[RFC/RFT] [PATCH] EXT3: Retry allocation after journal commit
From: Theodore Ts'o
Date: Thu May 13 2004 - 19:44:45 EST
It is possible for block allocation to fail, even if there is space in
the filesystem, because all of the free blocks were recently deleted and
so could not be allocated until after the currently running transaction
is committed. This can result in a very strange and surprising result
where a system call such as a mkdir() will fail even though there is
plenty of disk space apparently available.
This patch detects the case where a system call is apparently going to
fail due to ENOSPC, even though there is space available, and forces the
currently running transaction to complete before retrying the operation.
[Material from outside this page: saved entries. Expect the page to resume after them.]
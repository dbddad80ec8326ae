//! Conversion strategy selection and execution.
//!
//! Stage 2 of the per-file pipeline. A source's [`FormatTier`] and the host
//! [`Platform`] pick one of four strategies:
//!
//! | Tier | macOS | Other hosts |
//! |---|---|---|
//! | web-safe, library | [`Strategy::Direct`] | [`Strategy::Direct`] |
//! | HEIC/HEIF | [`Strategy::Sips`] | [`Strategy::HeifConvert`] |
//! | camera RAW | [`Strategy::Sips`] | [`Strategy::EmbeddedPreview`] |
//!
//! Every strategy ends with a decoded image from the [`ImageBackend`]:
//!
//! - **Direct**: the backend decodes the source file.
//! - **Sips** / **HeifConvert**: the tool writes an intermediate JPEG into a
//!   [`Scratch`] directory; the backend decodes that. The scratch directory
//!   is dropped on every exit path.
//! - **EmbeddedPreview**: `exiftool -b` prints the JPEG embedded in the RAW
//!   container; the bytes go straight to the backend. `PreviewImage` is tried
//!   first and `JpgFromRaw` when the first is missing or suspiciously small.
//!
//! The platform is resolved once per run and passed in, so selection is a
//! pure function.

use std::fmt;
use std::path::Path;
use thiserror::Error;
use tracing::debug;

use crate::config::ToolsConfig;
use crate::formats::{FormatTier, NativeFamily};
use crate::imaging::{BackendError, Dimensions, ImageBackend, OptimizedImageConfig};
use crate::tools::{Scratch, ToolCommand, ToolError, ToolRunner};

const PREVIEW_TAG: &str = "-PreviewImage";
const JPG_FROM_RAW_TAG: &str = "-JpgFromRaw";
const INTERMEDIATE_NAME: &str = "intermediate.jpg";

/// Host capability relevant to native-only formats.
#[derive(Debug, Clone, Copy, PartialEq, Eq)]
pub enum Platform {
    /// `sips` is available and handles both HEIC and RAW.
    MacOs,
    /// No unified tool; HEIC and RAW take separate tool chains.
    Generic,
}

impl Platform {
    /// Compile-target detection.
    pub fn detect() -> Self {
        if cfg!(target_os = "macos") {
            Platform::MacOs
        } else {
            Platform::Generic
        }
    }
}

impl fmt::Display for Platform {
    fn fmt(&self, f: &mut fmt::Formatter<'_>) -> fmt::Result {
        match self {
            Platform::MacOs => write!(f, "macos"),
            Platform::Generic => write!(f, "generic"),
        }
    }
}

#[derive(Debug, Clone, Copy, PartialEq, Eq, Hash)]
pub enum Strategy {
    Direct,
    Sips,
    HeifConvert,
    EmbeddedPreview,
}

impl fmt::Display for Strategy {
    fn fmt(&self, f: &mut fmt::Formatter<'_>) -> fmt::Result {
        match self {
            Strategy::Direct => write!(f, "direct"),
            Strategy::Sips => write!(f, "sips"),
            Strategy::HeifConvert => write!(f, "heif-convert"),
            Strategy::EmbeddedPreview => write!(f, "embedded preview"),
        }
    }
}

pub fn select_strategy(tier: FormatTier, platform: Platform) -> Strategy {
    match (tier, platform) {
        (FormatTier::WebSafe | FormatTier::LibraryConvertible, _) => Strategy::Direct,
        (FormatTier::NativeOnly(_), Platform::MacOs) => Strategy::Sips,
        (FormatTier::NativeOnly(NativeFamily::HighEfficiency), Platform::Generic) => {
            Strategy::HeifConvert
        }
        (FormatTier::NativeOnly(NativeFamily::CameraRaw), Platform::Generic) => {
            Strategy::EmbeddedPreview
        }
    }
}

#[derive(Error, Debug)]
pub enum ConvertError {
    #[error(transparent)]
    Tool(#[from] ToolError),
    #[error(transparent)]
    Backend(#[from] BackendError),
    #[error("IO error: {0}")]
    Io(#[from] std::io::Error),
    #[error("{tool} wrote no image")]
    NoIntermediate { tool: String },
}

/// Runs a [`Strategy`] against one source file.
pub struct Converter<'a, R, B> {
    pub runner: &'a R,
    pub backend: &'a B,
    pub tools: &'a ToolsConfig,
    /// Size and quality of tool-produced intermediates.
    pub intermediate: OptimizedImageConfig,
}

/// What the source's own metadata says before it's decoded.
#[derive(Debug, Clone, Copy, Default, PartialEq, Eq)]
pub struct SourceHints {
    /// EXIF orientation. Only the embedded preview path needs it, because
    /// the preview stream usually has none.
    pub orientation: Option<u16>,
    /// Pixel size, when the metadata states one.
    pub size: Option<Dimensions>,
}

impl<R: ToolRunner, B: ImageBackend> Converter<'_, R, B> {
    /// Decode `source` through `strategy`.
    pub fn convert(
        &self,
        strategy: Strategy,
        source: &Path,
        hints: &SourceHints,
    ) -> Result<B::Image, ConvertError> {
        debug!(source = %source.display(), %strategy, "converting");
        match strategy {
            Strategy::Direct => Ok(self.backend.decode_file(source)?),
            Strategy::Sips => self.via_sips(source, hints.size),
            Strategy::HeifConvert => self.via_heif_convert(source),
            Strategy::EmbeddedPreview => {
                let bytes = self.extract_preview(source)?;
                Ok(self.backend.decode_bytes(&bytes, hints.orientation)?)
            }
        }
    }

    fn via_sips(&self, source: &Path, size: Option<Dimensions>) -> Result<B::Image, ConvertError> {
        let scratch = Scratch::new()?;
        let out = scratch.file(INTERMEDIATE_NAME);
        let mut command = ToolCommand::new(&self.tools.sips)
            .arg("-s")
            .arg("format")
            .arg("jpeg")
            .arg("-s")
            .arg("formatOptions")
            .arg(self.intermediate.quality.value().to_string());
        if let Some(bound) = self.sips_bound(size) {
            command = command.arg("-Z").arg(bound.to_string());
        }
        let command = command.arg(source).arg("--out").arg(&out);
        self.decode_intermediate(&scratch, &command)
    }

    /// `-Z` resamples the long edge to the bound even when that enlarges, so
    /// it's only passed for sources known to be larger. Anything else is
    /// converted at full size and bounded by the final encode.
    fn sips_bound(&self, size: Option<Dimensions>) -> Option<u32> {
        let bound = self.intermediate.max_dimension;
        size.filter(|d| d.width.max(d.height) > bound).map(|_| bound)
    }

    fn via_heif_convert(&self, source: &Path) -> Result<B::Image, ConvertError> {
        let scratch = Scratch::new()?;
        let out = scratch.file(INTERMEDIATE_NAME);
        let command = ToolCommand::new(&self.tools.heif_convert)
            .arg("-q")
            .arg(self.intermediate.quality.value().to_string())
            .arg(source)
            .arg(&out);
        self.decode_intermediate(&scratch, &command)
    }

    /// Run a converter whose last argument is the output path, then decode
    /// what it wrote. `scratch` outlives the decode and is dropped by the
    /// caller on both success and failure.
    fn decode_intermediate(
        &self,
        scratch: &Scratch,
        command: &ToolCommand,
    ) -> Result<B::Image, ConvertError> {
        self.runner.run(command)?;
        let expected = scratch.file(INTERMEDIATE_NAME);
        let produced = scratch
            .produced(&expected)?
            .ok_or_else(|| ConvertError::NoIntermediate {
                tool: command.program.clone(),
            })?;
        Ok(self.backend.decode_file(&produced)?)
    }

    /// Pull the embedded JPEG out of a RAW container.
    pub fn extract_preview(&self, source: &Path) -> Result<Vec<u8>, ConvertError> {
        let first = match self.exiftool_tag(source, PREVIEW_TAG) {
            Ok(bytes) if bytes.len() as u64 >= self.tools.min_preview_bytes => return Ok(bytes),
            other => other,
        };
        debug!(
            source = %source.display(),
            "preview missing or below {} bytes, trying {JPG_FROM_RAW_TAG}",
            self.tools.min_preview_bytes
        );
        let second = self.exiftool_tag(source, JPG_FROM_RAW_TAG);
        Ok(larger_preview(first, second, &self.tools.exiftool)?)
    }

    fn exiftool_tag(&self, source: &Path, tag: &str) -> Result<Vec<u8>, ToolError> {
        let command = ToolCommand::new(&self.tools.exiftool)
            .arg("-b")
            .arg(tag)
            .arg(source);
        Ok(self.runner.run(&command)?.stdout)
    }
}

/// Pick the larger non-empty preview of two attempts.
fn larger_preview(
    first: Result<Vec<u8>, ToolError>,
    second: Result<Vec<u8>, ToolError>,
    program: &str,
) -> Result<Vec<u8>, ToolError> {
    let best = match (first, second) {
        (Ok(a), Ok(b)) => {
            if b.len() >= a.len() {
                b
            } else {
                a
            }
        }
        (Ok(a), Err(e)) | (Err(e), Ok(a)) => {
            if a.is_empty() {
                return Err(e);
            }
            a
        }
        (Err(_), Err(e)) => return Err(e),
    };
    if best.is_empty() {
        return Err(ToolError::EmptyOutput {
            program: program.to_string(),
        });
    }
    Ok(best)
}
Unfortunately, it is necessary to hit so many high-level routines,
instead of making a smaller change in a single low-level route, such as
ext3_new_block(), because if we try to wait for the currently running
transaction to complete while we are holding an active handle associated
with that transaction, it will result in a deadlock. Hence the retry
has to happen outside of the journal_start().... journal_stop() code
path.
- Ted
===== fs/ext3/balloc.c 1.20 vs edited =====
--- 1.20/fs/ext3/balloc.c Mon Feb 23 00:24:13 2004
+++ edited/fs/ext3/balloc.c Thu May 13 14:57:38 2004
@@ -465,6 +465,64 @@
return -1;
}
+static int ext3_has_free_blocks(struct super_block *sb)
+{
+ struct ext3_super_block *es;
+ struct ext3_sb_info *sbi;
+ int free_blocks, root_blocks;
+
+ sbi = EXT3_SB(sb);
+ es = EXT3_SB(sb)->s_es;
+
+ free_blocks = percpu_counter_read_positive(&sbi->s_freeblocks_counter);
+ root_blocks = le32_to_cpu(es->s_r_blocks_count);
+ if (free_blocks < root_blocks + 1 && !capable(CAP_SYS_RESOURCE) &&
+ sbi->s_resuid != current->fsuid &&
+ (sbi->s_resgid == 0 || !in_group_p (sbi->s_resgid))) {
+ return 0;
+ }
+ return 1;
+}
+
+/*
+ * This function is called when an allocation is failed, and will
+ * return true if it is profitable to retry an allocation. There must
+ * *NOT* be a currently active handle, so the retry has to happen at
+ * the top-level ext3 function. This is because this function will
+ * attempt to force the currently running transaction to the log, and
+ * block until it is completed. If the current process is holding an
+ * active handle, this will cause a deadlock.
+ */
+int ext3_should_retry_alloc(struct super_block *sb)
+{
+ transaction_t *transaction = NULL;
+ journal_t *journal = EXT3_SB(sb)->s_journal;
+ tid_t tid;
+
+ if (!ext3_has_free_blocks(sb))
+ return 0;
+
+ spin_lock(&journal->j_state_lock);
+
+ /* Force everything buffered to the log... */
+ if (journal->j_running_transaction) {
+ transaction = journal->j_running_transaction;
+ __log_start_commit(journal, transaction->t_tid);
+ } else if (journal->j_committing_transaction)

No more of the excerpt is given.